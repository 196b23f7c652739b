use std::sync::RwLock;

use sim_core::{TargetOracle, UnitId};

/// Hostile units in encounter order. Dead units are removed.
#[derive(Debug, Default)]
pub struct Roster {
    enemies: RwLock<Vec<UnitId>>,
}

impl Roster {
    pub fn new(enemies: impl IntoIterator<Item = UnitId>) -> Self {
        Self {
            enemies: RwLock::new(enemies.into_iter().collect()),
        }
    }

    pub fn remove(&self, unit: UnitId) -> bool {
        let Ok(mut enemies) = self.enemies.write() else {
            return false;
        };
        let before = enemies.len();
        enemies.retain(|enemy| *enemy != unit);
        enemies.len() != before
    }

    /// First living enemy, used as the rotation's primary target.
    pub fn primary(&self) -> Option<UnitId> {
        self.enemies.read().ok()?.first().copied()
    }

    pub fn len(&self) -> usize {
        self.enemies.read().map(|enemies| enemies.len()).unwrap_or(0)
    }

    pub fn is_empty(&self) -> bool {
        self.len() == 0
    }
}

impl TargetOracle for Roster {
    fn enemies_of(&self, caster: UnitId) -> Vec<UnitId> {
        self.enemies
            .read()
            .map(|enemies| {
                enemies
                    .iter()
                    .copied()
                    .filter(|enemy| *enemy != caster)
                    .collect()
            })
            .unwrap_or_default()
    }
}
//! Errors surfaced by the encounter runtime.

use sim_core::{CastError, ConfigError, EngineError, ResourceKind, UnitId};
use thiserror::Error;

pub type Result<T> = std::result::Result<T, RuntimeError>;

#[derive(Debug, Error)]
pub enum RuntimeError {
    #[error(transparent)]
    Cast(#[from] CastError),

    #[error(transparent)]
    Engine(#[from] EngineError),

    #[error("invalid scenario: {0}")]
    Config(#[from] ConfigError),

    #[error("no stats configured for {0}")]
    MissingStats(UnitId),

    #[error("{kind} is discrete and cannot be configured as a pool")]
    DiscretePool { kind: ResourceKind },
}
################
- ABOUT THIS EXERCISE: Reproduce each line of the records in which "copied" appears.

- WRITTEN ANSWER:
        self.enemies.read().ok()?.first().copied()
                    .copied()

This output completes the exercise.